Estés focused her talk on retelling the stories in her life from the different people she has met and the wisdom she has gained from them. She began with a story about her adopted father, a Hungarian man could not speak clear English. Their neighbors would often make fun of his speech and mocked him for his lack of education. When Estés would ask why he did not get angry at their remarks, she remembers, “My father said, ‘No, no. Just because they insult you does not mean you insult them back.’” Then a young girl, her father’s tolerance struck Estés. She deeply respects him for his tolerance, “He has this ability not to turn hatred into hatred.”

But, while tolerance is essential in combating discrimination, Estés made it clear that being angry is okay. “Anger is the first stage of revolution,” she proclaimed. “You can’t go to sleep when there is such great injustice.” She expects there to be a period for anyone who is discriminated against to feel hurt and victimized.

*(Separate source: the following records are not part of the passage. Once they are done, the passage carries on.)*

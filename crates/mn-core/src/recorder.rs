//! The sequential recording loop and its input seams.

use std::time::Instant;

use thiserror::Error;
use tracing::{debug, warn};

use crate::action_log::ActionLog;
use crate::engine::{EngineSignal, SegmentationEngine, Step};
use crate::ethogram::{Ethogram, QUIT_KEY};

/// Failure of the keystroke source.
#[derive(Debug, Error)]
pub enum KeySourceError {
    #[error("failed to read key: {0}")]
    Io(#[from] std::io::Error),

    #[error("key source closed")]
    Closed,
}

/// Result of one blocking read.
#[derive(Debug, Clone, Copy, PartialEq, Eq)]
pub enum KeyRead {
    Key(char),
    /// The read was interrupted. Treated as a no-op.
    Interrupted,
}

/// Supplies one key at a time, blocking until a key is pressed.
pub trait KeySource {
    fn next_key(&mut self) -> Result<KeyRead, KeySourceError>;
}

/// Elapsed seconds since recording start.
pub trait Clock {
    fn elapsed_secs(&self) -> f64;
}

/// Wall clock backed by [`Instant`].
#[derive(Debug, Clone, Copy)]
pub struct MonotonicClock {
    started: Instant,
}

impl MonotonicClock {
    pub fn start() -> Self {
        Self {
            started: Instant::now(),
        }
    }
}

impl Clock for MonotonicClock {
    fn elapsed_secs(&self) -> f64 {
        self.started.elapsed().as_secs_f64()
    }
}

/// Receives every step as it happens, e.g. to print progress.
pub trait StepObserver {
    fn on_step(&mut self, step: &Step, ethogram: &Ethogram);
}

impl<F> StepObserver for F
where
    F: FnMut(&Step, &Ethogram),
{
    fn on_step(&mut self, step: &Step, ethogram: &Ethogram) {
        self(step, ethogram);
    }
}

/// How a recording ended.
#[derive(Debug, Clone, PartialEq, Eq)]
pub enum EndReason {
    /// The operator pressed the quit key.
    QuitKey,
    /// The key source failed; the log was closed at the time of failure.
    SourceFailed(String),
}

/// A finished recording.
#[derive(Debug, Clone)]
pub struct Recording {
    pub ethogram: Ethogram,
    pub log: ActionLog,
    pub ended_by: EndReason,
}

/// Drives `engine` from `source` until quit.
///
/// Interrupted reads are skipped. If the source fails, the open interval is
/// closed at the current time so nothing already captured is lost.
pub fn record<K, C, O>(
    source: &mut K,
    clock: &C,
    mut engine: SegmentationEngine,
    observer: &mut O,
) -> Recording
where
    K: KeySource + ?Sized,
    C: Clock + ?Sized,
    O: StepObserver + ?Sized,
{
    let ethogram = engine.ethogram().clone();

    let ended_by = loop {
        let key = match source.next_key() {
            Ok(KeyRead::Key(key)) => key,
            Ok(KeyRead::Interrupted) => {
                debug!("key read interrupted");
                continue;
            }
            Err(e) => {
                warn!(error = %e, "key source failed, closing recording");
                let step = engine.apply(QUIT_KEY, clock.elapsed_secs());
                observer.on_step(&step, &ethogram);
                break EndReason::SourceFailed(e.to_string());
            }
        };

        let step = engine.apply(key, clock.elapsed_secs());
        observer.on_step(&step, &ethogram);
        if step.signal() == EngineSignal::Quit {
            break EndReason::QuitKey;
        }
    };

    // Both exits above go through the quit path, so the log is final.
    let log = engine.finish().unwrap_or_default();

    Recording {
        ethogram,
        log,
        ended_by,
    }
}
//! Closed intervals of active time, grouped by category.

use std::collections::BTreeMap;

use serde::Serialize;

use crate::ethogram::CategoryKey;

/// A closed-open span of active time in seconds since recording start.
#[derive(Debug, Clone, Copy, PartialEq, Serialize)]
pub struct Interval {
    pub start: f64,
    pub end: f64,
}

impl Interval {
    pub const fn new(start: f64, end: f64) -> Self {
        Self { start, end }
    }

    pub fn duration(&self) -> f64 {
        self.end - self.start
    }
}

/// Per-category intervals in the order they were closed.
///
/// Only the segmentation engine appends to a log; once handed out it is
/// read-only.
#[derive(Debug, Clone, Default, PartialEq, Serialize)]
#[serde(transparent)]
pub struct ActionLog {
    intervals: BTreeMap<CategoryKey, Vec<Interval>>,
}

impl ActionLog {
    pub(crate) fn push(&mut self, key: CategoryKey, interval: Interval) {
        self.intervals.entry(key).or_default().push(interval);
    }

    /// Intervals recorded for a category, oldest first.
    pub fn intervals(&self, key: CategoryKey) -> &[Interval] {
        self.intervals
            .get(&key)
            .map(Vec::as_slice)
            .unwrap_or_default()
    }

    /// Iterates categories that have at least one interval.
    pub fn iter(&self) -> impl Iterator<Item = (CategoryKey, &[Interval])> {
        self.intervals.iter().map(|(k, v)| (*k, v.as_slice()))
    }

    /// Total number of intervals across all categories.
    pub(crate) fn len(&self) -> usize {
        self.intervals.values().map(Vec::len).sum()
    }

    /// End of the latest interval, or zero for an empty log.
    pub fn end(&self) -> f64 {
        self.intervals
            .values()
            .filter_map(|v| v.last())
            .map(|i| i.end)
            .fold(0.0, f64::max)
    }
}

The important thing, according to Estés, is for the period of anger to come to an end. “You get up there and rant and rant and rant. But if you don’t bring ideas, if you don’t bring solutions, then you’re back in the early stages of just being angry.”

As a guide for how to progress beyond the stage of anger, Estés refers to what Dr. Martin Luther King, Jr., wrote in his Letter from Birmingham Jail. In it, he describes four steps of effective nonviolence. Estés guided her audience through the first step, “[King] said, ‘First thing, get the facts.’ Not how you’re feeling, not what you thought he did or she said. Actual, verifiable facts.” Next, King asks his readers to negotiate with those who are oppressing you. Instead, Estés often sees that “a lot of people get mad and shout. And they forget the negotiation part.”

Similar to what King faced, there are times when negotiation alone will not bring about acceptance from people. Then the third step he described in the letter is self-purification. This is when you refocus on your goals and strive to remain nonviolent and compassionate. Estés stressed, “It’s thoughtfulness that helps us with purification. We can do it, it just takes time.”

The final step in King’s nonviolent process was to take direct action. He did this with marches and sit-ins. Although this was dangerous for everyone involved, King and his supporters hoped it would reopen the door to negotiation so they could help change the south.

In sharing the wisdom of King, Estés hoped it would be carried on. She told the audience, “Being the icon of a movement is dangerous. But the movement doesn’t die when the icon passes away.”